Article Publishing History
Article Received on : 10 Aug 2020
Article Accepted on : 01 Sep 2020
Article Published : 30 Dec 2020
Plagiarism Check: Yes
Article Metrics
ABSTRACT:

The model and pattern for real time data mining have an important role for decision making. The meaningful real time data mining is basically depends on the quality of data while row or rough data available at warehouse. The data available at warehouse can be in any format, it may huge or it may unstructured. These kinds of data require some process to enhance the efficiency of data analysis. The process to make it ready to use is called data preprocessing. There can be many activities for data preprocessing such as data transformation, data cleaning,  data integration, data optimization and data conversion which are use to converting the rough data to quality data. The data preprocessing techniques are the vital step for the data mining. The analyzed result will be good as far as data quality is good. This paper is about the different data preprocessing techniques which can be use for preparing the quality data for the data analysis for the available rough data.

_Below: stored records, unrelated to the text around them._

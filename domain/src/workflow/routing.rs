//! Hand-off rules between roles

use super::topology::Topology;
use crate::conversation::entities::AiMessage;
use crate::role::RoleKind;

/// Decides who takes over once a role finishes its turn.
///
/// Called only with a terminal message (one without tool calls). Returning
/// `None` ends the run.
pub trait RoutingPolicy: Send + Sync + std::fmt::Debug {
    fn next_role(&self, role: RoleKind, terminal: &AiMessage) -> Option<RoleKind>;

    /// Every role `next_role` can ever return
    fn targets(&self) -> Vec<RoleKind>;
}

/// Fixed forward order; the last role ends the run.
#[derive(Debug, Clone, PartialEq, Eq)]
pub struct ForwardPipeline {
    order: Vec<RoleKind>,
}

impl ForwardPipeline {
    pub fn new(order: impl IntoIterator<Item = RoleKind>) -> Self {
        Self {
            order: order.into_iter().collect(),
        }
    }

    pub fn for_topology(topology: Topology) -> Self {
        Self::new(topology.roles().iter().copied())
    }

    pub fn order(&self) -> &[RoleKind] {
        &self.order
    }
}

impl RoutingPolicy for ForwardPipeline {
    fn next_role(&self, role: RoleKind, _terminal: &AiMessage) -> Option<RoleKind> {
        let pos = self.order.iter().position(|r| *r == role)?;
        self.order.get(pos + 1).copied()
    }

    fn targets(&self) -> Vec<RoleKind> {
        self.order.iter().skip(1).copied().collect()
    }
}

#[cfg(test)]
mod tests {
    use super::*;

    #[test]
    fn test_forward_pipeline() {
        let policy = ForwardPipeline::for_topology(Topology::PlannerWorkerReviewer);
        let msg = AiMessage::new("done");

        assert_eq!(policy.next_role(RoleKind::Planner, &msg), Some(RoleKind::Worker));
        assert_eq!(policy.next_role(RoleKind::Worker, &msg), Some(RoleKind::Reviewer));
        assert_eq!(policy.next_role(RoleKind::Reviewer, &msg), None);
        assert_eq!(policy.targets(), vec![RoleKind::Worker, RoleKind::Reviewer]);
    }

    #[test]
    fn test_reviewer_disapproval_still_ends_run() {
        let policy = ForwardPipeline::for_topology(Topology::PlannerWorkerReviewer);
        let msg = AiMessage::new("This is wrong, please redo the work.");

        assert_eq!(policy.next_role(RoleKind::Reviewer, &msg), None);
    }

    #[test]
    fn test_single_agent_and_unknown_role() {
        let policy = ForwardPipeline::for_topology(Topology::SingleAgent);
        let msg = AiMessage::new("");

        assert_eq!(policy.next_role(RoleKind::Agent, &msg), None);
        assert_eq!(policy.next_role(RoleKind::Worker, &msg), None);
    }
}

KEYWORDS: Data Preprocessing; Data Cleaning; Data Transformation; Data Integration; Data Optimization; Data Conversion

Copy the following to cite this article:

Joshi A. P, Patel B. V. Data Preprocessing: The Techniques for Preparing Clean and Quality Data for Data Analytics Process. Orient.J. Comp. Sci. and Technol; 13(2,3).


Copy the following to cite this URL:

Joshi A. P, Patel B. V. Data Preprocessing: The Techniques for Preparing Clean and Quality Data for Data Analytics Process. Orient.J. Comp. Sci. and Technol; 13(2,3). Available from: https://bit.ly/39pJDXm


Introduction to Data Preprocessing

The general model for the real time data mining is as shown in fig.1. The first step is selection of the domain which determines the dataset selection.

Figure 1: Model for real time data mining

Click here to View Figure

The important thing is to select the target data and the target data must be selected from the original data set for enhance the reliability.  The data preprocessing requires after generating the target data to make it ready to use. In the next step the ready to use data works for data analysis and generating some knowledge or result by applying some mining techniques. The data preprocessing techniques includes five activities such as Data Cleaning, Data Optimization, Data Transformation, Data Integration and Data Conversion.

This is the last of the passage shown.